Records =>

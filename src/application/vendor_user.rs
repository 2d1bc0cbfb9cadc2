use chrono::{DateTime, Utc};
use serde::{Deserialize, Serialize};
use std::sync::Arc;
use uuid::Uuid;

use crate::domain::vendor_user::{PersonalInformation, VendorUser, VendorUserRepository};
use crate::domain::Passport;
use crate::seedwork::{AggregateRoot, DomainError, Repository, UnitOfWork};
use super::data_sources::DataSources;

// ============================================================================
// Vendor User Application Service
// ============================================================================

#[derive(Debug, Clone, PartialEq, Serialize, Deserialize)]
#[serde(rename_all = "camelCase")]
pub struct VendorUserView {
    pub id: Uuid,
    pub external_id: String,
    pub first_name: Option<String>,
    pub last_name: String,
    pub display_name: String,
    pub email: Option<String>,
    pub access_blocked: bool,
    pub created_at: DateTime<Utc>,
}

impl From<&VendorUser> for VendorUserView {
    fn from(user: &VendorUser) -> Self {
        let props = user.props();
        Self {
            id: user.id(),
            external_id: props.external_id.to_string(),
            first_name: props.first_name.as_ref().map(ToString::to_string),
            last_name: props.last_name.to_string(),
            display_name: user.display_name(),
            email: props.email.as_ref().map(ToString::to_string),
            access_blocked: props.access_blocked,
            created_at: props.created_at,
        }
    }
}

#[derive(Clone)]
pub struct VendorUserApplicationService {
    data_sources: Arc<DataSources>,
}

impl VendorUserApplicationService {
    pub fn new(data_sources: Arc<DataSources>) -> Self {
        Self { data_sources }
    }

    /// Return the user known under `external_id`, registering it first if
    /// this is the first time the identity provider presents it.
    pub async fn create_if_not_exists(
        &self,
        passport: &Passport,
        external_id: &str,
        last_name: &str,
        first_name: Option<&str>,
    ) -> Result<VendorUserView, DomainError> {
        let external_id = external_id.to_string();
        let last_name = last_name.to_string();
        let first_name = first_name.map(str::to_string);

        self.data_sources
            .vendor_user
            .with_transaction(passport, move |repo| {
                Box::pin(async move {
                    match repo.get_by_external_id(&external_id).await {
                        Ok(existing) => return Ok(VendorUserView::from(&existing)),
                        Err(e) if e.is_not_found() => {}
                        Err(e) => return Err(e),
                    }

                    let mut user =
                        repo.get_new_instance(&external_id, &last_name, first_name.as_deref())?;
                    repo.save(&mut user).await?;
                    tracing::info!(user_id = %user.id(), "Vendor user registered");
                    Ok(VendorUserView::from(&user))
                })
            })
            .await
    }

    pub async fn query_by_id(
        &self,
        passport: &Passport,
        user_id: Uuid,
    ) -> Result<VendorUserView, DomainError> {
        self.data_sources
            .vendor_user
            .with_transaction(passport, move |repo| {
                Box::pin(async move {
                    let user = repo.get(user_id).await?;
                    Ok(VendorUserView::from(&user))
                })
            })
            .await
    }

    pub async fn query_by_external_id(
        &self,
        passport: &Passport,
        external_id: &str,
    ) -> Result<VendorUserView, DomainError> {
        let external_id = external_id.to_string();
        self.data_sources
            .vendor_user
            .with_transaction(passport, move |repo| {
                Box::pin(async move {
                    let user = repo.get_by_external_id(&external_id).await?;
                    Ok(VendorUserView::from(&user))
                })
            })
            .await
    }

    pub async fn update_personal_information(
        &self,
        passport: &Passport,
        user_id: Uuid,
        changes: PersonalInformation,
    ) -> Result<VendorUserView, DomainError> {
        self.data_sources
            .vendor_user
            .with_transaction(passport, move |repo| {
                Box::pin(async move {
                    let mut user = repo.get(user_id).await?;
                    user.update_personal_information(changes)?;
                    repo.save(&mut user).await?;
                    Ok(VendorUserView::from(&user))
                })
            })
            .await
    }

    /// Blocked users are issued guest passports until unblocked.
    pub async fn set_access_blocked(
        &self,
        passport: &Passport,
        user_id: Uuid,
        blocked: bool,
    ) -> Result<VendorUserView, DomainError> {
        let view = self
            .data_sources
            .vendor_user
            .with_transaction(passport, move |repo| {
                Box::pin(async move {
                    let mut user = repo.get(user_id).await?;
                    user.set_access_blocked(blocked)?;
                    repo.save(&mut user).await?;
                    Ok(VendorUserView::from(&user))
                })
            })
            .await?;

        tracing::info!(user_id = %user_id, blocked, "Vendor user access changed");
        Ok(view)
    }
}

What the exercise asks => Each line of the entries where the string "PersonalInformation" occurs should be shown.

Response area =>
use crate::domain::vendor_user::{PersonalInformation, VendorUser, VendorUserRepository};
        changes: PersonalInformation,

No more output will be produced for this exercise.